Les cygnes noirs rendent les ruptures de stratégie visibles
En outre, les cygnes noirs mettent en évidence des incohérences dans les stratégies d'action des sociétés et des entreprises. Ainsi, par exemple, lorsque le discours social débat de la régionalité ou d'une production proche du consommateur dans le domaine de l'approvisionnement en énergie et en denrées alimentaires, mais oublie complètement l'approvisionnement en médicaments, ce qui entraîne actuellement des difficultés d'approvisionnement suite à l'épidémie de Corona.
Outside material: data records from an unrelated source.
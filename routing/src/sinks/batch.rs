use anyhow::Result;
use async_trait::async_trait;
use bytes::Bytes;

/// Bulk append to a buffered delivery stream.
///
/// Records are already serialized, one newline-terminated json document each.
/// Implementations forward them in a single call and report any rejected record as an error.
#[async_trait]
pub trait BatchSink: Send + Sync {
    async fn put_record_batch(&self, records: Vec<Bytes>) -> Result<()>;
}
Il en va de même dans l'industrie. Au cours des dernières décennies, de nombreuses entreprises ont par exemple mis en place des concepts "just-in-time" dans leur production, mais sans tenir suffisamment compte du fait que lorsque les pièces nécessaires sont livrées de Chine et qu'elles proviennent en outre des ateliers d'un fournisseur, le risque augmente que ces pièces ne soient pas livrées "just-in-time" - ce qui paralyse à son tour la production.
Cela signifie qu'avec le recul, bon nombre de ce que l'on appelle les cygnes noirs auraient pu être évités ou qu'il aurait été possible de mieux se prémunir en cas d'urgence ou de besoin si la gestion des risques avait été effectuée de manière professionnelle.
Rendre la stratégie "résistante à la crise" - dans la mesure du possible
Il n'est pas rare que de telles incohérences - dues entre autres à des zones aveugles collectives, par exemple en raison de l'appartenance à un secteur - existent dans les stratégies des entreprises. Elles peuvent conduire à des crises existentielles à moyen et long terme. C'est pourquoi les entreprises devraient profiter de la crise Corona actuelle, pour autant qu'elles ne luttent pas pour leur survie, pour vérifier, avec l'aide d'experts externes, ce qu'il en est au-delà des affaires courantes : Dans quelle mesure de telles "ruptures" existent-elles dans nos réflexions et décisions stratégiques ? Ce n'est qu'alors que les mesures préventives nécessaires pourront être prises pour éviter que les risques existants ne se transforment en cygnes noirs qui, dans les cas extrêmes, menacent l'existence.
Vers l'auteur :
Georg Kraus est associé gérant du cabinet de conseil Dr. Kraus & Partner, Bruchsal (www.kraus-und-partner.de). Il est entre autres chargé de cours à l'université de Karlsruhe, à l'IAE d'Aix-en-provence, à la St.Galler Business-School et à l'université technique de Clausthal.